Shares in Uber and Lyft fell 5.3 per cent and 4.2 per cent, respectively, in early trading, with the new order striking at the heart of the “gig economy” business model of technology platforms such as Uber and Lyft that rely on cheaper contract workers.
The decision, by the California Public Utilities Commission (CPUC), which regulates ride-hailing companies across the state, comes six months after a state law took effect that makes it tougher for companies to classify workers as contractors rather than employees. The latter designation exempts them from paying for overtime, health care and workers’ compensation.

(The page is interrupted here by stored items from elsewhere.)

use plume_watch::engine::{self, Engine};
use plume_watch::feed::synthetic::SyntheticFeed;
use plume_watch::{api, config, feed};
use std::net::SocketAddr;
use std::sync::Arc;
use time::OffsetDateTime;
use tokio::sync::watch;

fn init_tracing(level: tracing::Level) {
    let subscriber = tracing_subscriber::fmt()
        .with_max_level(level)
        .with_target(false)
        .finish();
    let _ = tracing::subscriber::set_global_default(subscriber);
}

#[tokio::main]
async fn main() -> Result<(), Box<dyn std::error::Error>> {
    let config = config::load_default()?;
    init_tracing(config.log_level());
    tracing::info!(
        app = %config.app.name,
        config_path = config::DEFAULT_CONFIG_PATH,
        "plume-watch starting"
    );

    let engine = Arc::new(Engine::new(config.engine_settings()));
    let (shutdown_tx, shutdown_rx) = watch::channel(false);

    let (queue, queue_rx) = engine::ingest_queue(&engine, config.ingest_queue_capacity());
    let worker = engine::spawn_ingest_worker(Arc::clone(&engine), queue_rx);

    let feed_task = match config.synthetic_feed() {
        Some(feed_config) => {
            tracing::info!(
                vehicles = feed_config.vehicles,
                interval_ms = config.feed_poll_interval().as_millis(),
                "Starting synthetic feed"
            );
            Some(feed::spawn_feed_task(
                SyntheticFeed::new(feed_config),
                queue,
                config.feed_poll_interval(),
                shutdown_rx.clone(),
            ))
        }
        None => {
            tracing::warn!("No feed configured - engine will idle until readings arrive");
            drop(queue);
            None
        }
    };

    let scheduler = engine::spawn_scheduler(Arc::clone(&engine), shutdown_rx.clone());

    let app = api::router(Arc::clone(&engine));
    let port = config.server_port();
    let addr = SocketAddr::from(([0, 0, 0, 0], port));
    let listener = tokio::net::TcpListener::bind(addr).await?;
    tracing::info!(%addr, "API server listening");
    axum::serve(listener, app)
        .with_graceful_shutdown(shutdown_signal())
        .await?;

    // Stop the feed first so the worker can drain the closed queue; the final
    // snapshot then reflects every accepted reading.
    let _ = shutdown_tx.send(true);
    if let Some(feed_task) = feed_task {
        let _ = feed_task.await;
    }
    let _ = worker.await;
    let _ = scheduler.await;
    let final_snapshot = engine.tick(OffsetDateTime::now_utc());
    tracing::info!(cycle = final_snapshot.cycle, "Final snapshot emitted - shutdown complete");

    Ok(())
}

async fn shutdown_signal() {
    if let Err(err) = tokio::signal::ctrl_c().await {
        tracing::error!(error = %err, "Failed to listen for shutdown signal");
    }
}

The CPUC in an order on Thursday said it had to enforce state law, determining that drivers of transportation network companies (TNCs), the industry term for ride-hailing operators, would be considered employees going forward.

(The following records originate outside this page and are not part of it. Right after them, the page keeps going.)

use crate::engine::CounterTotals;
use crate::hotspot::{Alert, Hotspot, Severity};
use crate::reading::Pollutant;
use crate::snapshot::{PollutantSummary, Snapshot};
use crate::trend::TrendDirection;
use serde::Serialize;
use time::format_description::well_known::Rfc3339;

#[derive(Debug, Serialize)]
#[serde(rename_all = "snake_case")]
pub struct SnapshotSuccessResponse {
    pub cycle: u64,
    pub summaries: Vec<SummaryBody>,
    pub hotspots: Vec<HotspotBody>,
    pub alerts: Vec<AlertBody>,
    pub timestamp: String,
}

#[derive(Debug, Serialize)]
#[serde(rename_all = "snake_case")]
pub struct SummaryBody {
    pub pollutant: Pollutant,
    pub current: f64,
    pub average: f64,
    pub peak: f64,
    pub trend: TrendDirection,
    pub trend_percentage: u32,
    pub unit: &'static str,
}

#[derive(Debug, Serialize)]
#[serde(rename_all = "snake_case")]
pub struct HotspotBody {
    pub id: u32,
    pub lat: f64,
    pub lng: f64,
    pub pollutant: Pollutant,
    pub reading: f64,
    pub severity: Severity,
}

#[derive(Debug, Serialize)]
#[serde(rename_all = "snake_case")]
pub struct AlertBody {
    pub hotspot_id: u32,
    pub severity: Severity,
    pub raised_at: String,
}

#[derive(Debug, Serialize)]
#[serde(rename_all = "snake_case")]
pub struct SnapshotErrorResponse {
    pub error_code: SnapshotErrorCode,
    pub error_message: String,
    pub timestamp: String,
}

#[derive(Debug, Serialize, PartialEq, Eq, Clone, Copy)]
#[serde(rename_all = "SCREAMING_SNAKE_CASE")]
pub enum SnapshotErrorCode {
    NoData,
    InternalError,
}

#[derive(Debug, Serialize, PartialEq, Eq, Clone, Copy)]
#[serde(rename_all = "lowercase")]
pub enum HealthStatus {
    Ok,
    Degraded,
    Ko,
}

#[derive(Debug, Serialize)]
#[serde(rename_all = "snake_case")]
pub struct HealthSuccessResponse {
    pub status: HealthStatus,
    pub timestamp: String,
}

#[derive(Debug, Serialize)]
#[serde(rename_all = "snake_case")]
pub struct HealthErrorResponse {
    pub error_code: HealthErrorCode,
    pub error_message: String,
    pub timestamp: String,
}

#[derive(Debug, Serialize, PartialEq, Eq, Clone, Copy)]
#[serde(rename_all = "SCREAMING_SNAKE_CASE")]
pub enum HealthErrorCode {
    InternalError,
}

#[derive(Debug, Serialize)]
#[serde(rename_all = "snake_case")]
pub struct StatsSuccessResponse {
    #[serde(flatten)]
    pub counters: CounterTotals,
    pub tracked_windows: usize,
    pub timestamp: String,
}

impl SummaryBody {
    pub fn from_summary(summary: &PollutantSummary) -> Self {
        Self {
            pollutant: summary.pollutant,
            current: summary.current,
            average: summary.average,
            peak: summary.peak,
            trend: summary.trend.direction,
            trend_percentage: summary.trend.percentage,
            unit: "ppm",
        }
    }
}

impl HotspotBody {
    pub fn from_hotspot(hotspot: &Hotspot) -> Self {
        Self {
            id: hotspot.id,
            lat: hotspot.location.lat,
            lng: hotspot.location.lng,
            pollutant: hotspot.pollutant,
            reading: hotspot.reading,
            severity: hotspot.severity,
        }
    }
}

impl AlertBody {
    pub fn from_alert(alert: &Alert) -> Self {
        let raised_at = alert
            .raised_at
            .format(&Rfc3339)
            .unwrap_or_else(|_| "1970-01-01T00:00:00Z".to_string());
        Self {
            hotspot_id: alert.hotspot_id,
            severity: alert.severity,
            raised_at,
        }
    }
}

impl SnapshotSuccessResponse {
    pub fn from_snapshot(snapshot: &Snapshot, timestamp: String) -> Self {
        Self {
            cycle: snapshot.cycle,
            summaries: snapshot
                .summaries
                .iter()
                .map(SummaryBody::from_summary)
                .collect(),
            hotspots: snapshot
                .hotspots
                .iter()
                .map(HotspotBody::from_hotspot)
                .collect(),
            alerts: snapshot.alerts.iter().map(AlertBody::from_alert).collect(),
            timestamp,
        }
    }
}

“For now, TNC drivers are presumed to be employees and the Commission must ensure that TNCs comply with those requirements that are applicable to the employees of an entity subject to the Commission’s jurisdiction,” the commission said in the document.

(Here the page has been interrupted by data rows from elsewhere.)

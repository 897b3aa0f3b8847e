//! Rolling per-(vehicle, pollutant) window state.
//!
//! Time is partitioned into fixed-length buckets aligned on the unix epoch;
//! each key accumulates `current/sum/count/peak` for the bucket it is in and
//! keeps the previous bucket's average as the trend baseline. One bucket of
//! history per key keeps memory O(1) per entity instead of retaining raw
//! readings.

use crate::error::IngestError;
use crate::reading::{EntityId, Pollutant, Reading};
use std::collections::HashMap;
use std::sync::{Arc, Mutex, RwLock};
use std::time::Duration;
use time::OffsetDateTime;

#[derive(Debug, Clone, PartialEq, Eq, Hash)]
pub struct WindowKey {
    pub entity_id: EntityId,
    pub pollutant: Pollutant,
}

#[derive(Debug, Clone, PartialEq)]
pub struct WindowState {
    pub current: f64,
    pub sum: f64,
    pub count: u64,
    pub peak: f64,
    pub window_start: OffsetDateTime,
    pub window_end: OffsetDateTime,
    /// Average of the immediately preceding completed window, if any.
    pub previous_average: Option<f64>,
    /// Timestamp of the last accepted reading; drives the out-of-order check
    /// and idle eviction.
    pub last_timestamp: OffsetDateTime,
}

impl WindowState {
    fn open(reading: &Reading, window: Duration) -> Self {
        let (window_start, window_end) = bucket_bounds(reading.timestamp, window);
        Self {
            current: reading.value,
            sum: reading.value,
            count: 1,
            peak: reading.value,
            window_start,
            window_end,
            previous_average: None,
            last_timestamp: reading.timestamp,
        }
    }

    pub fn average(&self) -> f64 {
        if self.count == 0 {
            0.0
        } else {
            self.sum / self.count as f64
        }
    }
}

#[derive(Debug)]
pub struct RollingAggregator {
    windows: RwLock<HashMap<WindowKey, Arc<Mutex<WindowState>>>>,
    window: Duration,
    skew_tolerance: Duration,
}

impl RollingAggregator {
    pub fn new(window: Duration, skew_tolerance: Duration) -> Self {
        Self {
            windows: RwLock::new(HashMap::new()),
            window: window.max(Duration::from_secs(1)),
            skew_tolerance,
        }
    }

    /// Fold one reading into its window, creating the window on first sight
    /// of an entity/pollutant pair.
    ///
    /// The ordering check happens under the same per-key lock as the update,
    /// so concurrent producers cannot interleave a stale reading between the
    /// check and the fold. Readings older than the last accepted one by more
    /// than the skew tolerance are rejected, not reordered.
    pub fn fold(&self, reading: &Reading) -> Result<(), IngestError> {
        let (entry, created) = self.entry(reading);
        if created {
            // The freshly opened window already holds this reading.
            return Ok(());
        }
        let mut state = match entry.lock() {
            Ok(state) => state,
            // A poisoned per-key lock only ever means a panic mid-update in
            // another thread; the tuple may be torn, so rebuild from scratch.
            Err(poisoned) => {
                let mut state = poisoned.into_inner();
                *state = WindowState::open(reading, self.window);
                return Ok(());
            }
        };

        let floor = state.last_timestamp - self.skew_tolerance;
        if reading.timestamp < floor {
            return Err(IngestError::InvalidTimestamp {
                entity: reading.entity_id.clone(),
                pollutant: reading.pollutant.as_str().to_string(),
            });
        }

        if reading.timestamp >= state.window_end {
            let (new_start, new_end) = bucket_bounds(reading.timestamp, self.window);
            // Trend history is one boundary deep: the baseline survives only
            // when the new bucket immediately follows the closed one.
            state.previous_average = if new_start == state.window_end {
                Some(state.average())
            } else {
                None
            };
            state.current = reading.value;
            state.sum = reading.value;
            state.count = 1;
            state.peak = reading.value;
            state.window_start = new_start;
            state.window_end = new_end;
            state.last_timestamp = reading.timestamp;
            return Ok(());
        }

        // A reading within skew tolerance of a just-crossed boundary lands
        // here and is folded into the open window; closed windows never
        // reopen.
        state.sum += reading.value;
        state.count += 1;
        if reading.value > state.peak {
            state.peak = reading.value;
        }
        if reading.timestamp >= state.last_timestamp {
            state.current = reading.value;
            state.last_timestamp = reading.timestamp;
        }
        Ok(())
    }

    fn entry(&self, reading: &Reading) -> (Arc<Mutex<WindowState>>, bool) {
        let key = WindowKey {
            entity_id: reading.entity_id.clone(),
            pollutant: reading.pollutant,
        };
        if let Ok(windows) = self.windows.read()
            && let Some(entry) = windows.get(&key)
        {
            return (Arc::clone(entry), false);
        }
        let mut windows = self.windows.write().unwrap_or_else(|e| e.into_inner());
        let mut created = false;
        let entry = windows.entry(key).or_insert_with(|| {
            created = true;
            Arc::new(Mutex::new(WindowState::open(reading, self.window)))
        });
        (Arc::clone(entry), created)
    }

    pub fn average(&self, entity_id: &str, pollutant: Pollutant) -> f64 {
        self.with_state(entity_id, pollutant, WindowState::average)
            .unwrap_or(0.0)
    }

    pub fn peak(&self, entity_id: &str, pollutant: Pollutant) -> f64 {
        self.with_state(entity_id, pollutant, |state| state.peak)
            .unwrap_or(0.0)
    }

    pub fn current(&self, entity_id: &str, pollutant: Pollutant) -> f64 {
        self.with_state(entity_id, pollutant, |state| state.current)
            .unwrap_or(0.0)
    }

    fn with_state<T>(
        &self,
        entity_id: &str,
        pollutant: Pollutant,
        read: impl FnOnce(&WindowState) -> T,
    ) -> Option<T> {
        let key = WindowKey {
            entity_id: entity_id.to_string(),
            pollutant,
        };
        let entry = {
            let windows = self.windows.read().ok()?;
            Arc::clone(windows.get(&key)?)
        };
        let state = entry.lock().ok()?;
        Some(read(&state))
    }

    /// Copy every window state for snapshotting. Each tuple is read under its
    /// key's lock, so a concurrent fold can never expose a torn
    /// `(sum, count, peak, previous_average)`.
    pub fn views(&self) -> Vec<(WindowKey, WindowState)> {
        let entries: Vec<(WindowKey, Arc<Mutex<WindowState>>)> = match self.windows.read() {
            Ok(windows) => windows
                .iter()
                .map(|(key, entry)| (key.clone(), Arc::clone(entry)))
                .collect(),
            Err(_) => return Vec::new(),
        };

        entries
            .into_iter()
            .filter_map(|(key, entry)| {
                let state = entry.lock().ok()?;
                Some((key, state.clone()))
            })
            .collect()
    }

    /// Drop keys with no accepted reading for `idle_after`. Returns how many
    /// were evicted.
    pub fn evict_idle(&self, now: OffsetDateTime, idle_after: Duration) -> usize {
        let Ok(mut windows) = self.windows.write() else {
            return 0;
        };
        let before = windows.len();
        let idle_secs = idle_after.as_secs() as i64;
        windows.retain(|_, entry| match entry.lock() {
            Ok(state) => (now - state.last_timestamp).whole_seconds() <= idle_secs,
            Err(_) => false,
        });
        before - windows.len()
    }

    pub fn tracked_keys(&self) -> usize {
        self.windows.read().map(|windows| windows.len()).unwrap_or(0)
    }
}

fn bucket_bounds(ts: OffsetDateTime, window: Duration) -> (OffsetDateTime, OffsetDateTime) {
    let window_secs = window.as_secs().max(1) as i64;
    let start_secs = ts.unix_timestamp().div_euclid(window_secs) * window_secs;
    let start = OffsetDateTime::from_unix_timestamp(start_secs).unwrap_or(ts);
    (start, start + window)
}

The companies have said in the past their drivers were properly classified as independent contractors, adding that the majority of them would not want to be considered employees, cherishing the flexibility of on-demand work.
“CPUC’s presumption is flawed. Forcing them [drivers] to be employees will have horrible economic consequences for California at the worst possible time,” Lyft said in a statement on Thursday.
Uber did not immediately respond to a request for comment. The company in December sued to block the new law, known as AB5, arguing that it punished app-based companies and was unconstitutional.
California in early May filed its own lawsuit against Uber and Lyft, arguing the companies misclassified their drivers in violation of the new law.
Uber, Lyft and food delivery platform DoorDash have earmarked US$90-million for a November ballot imitative that would exempt them from the law. Under the companies’ proposal, drivers would receive mileage-based subsidies, health care stipends and occupational accident insurance, while maintaining their flexibility as contractors.
Labour unions have sharply criticized the proposal for creating a “new underclass of workers” that still lack fundamental protections such as sick pay and unemployment insurance.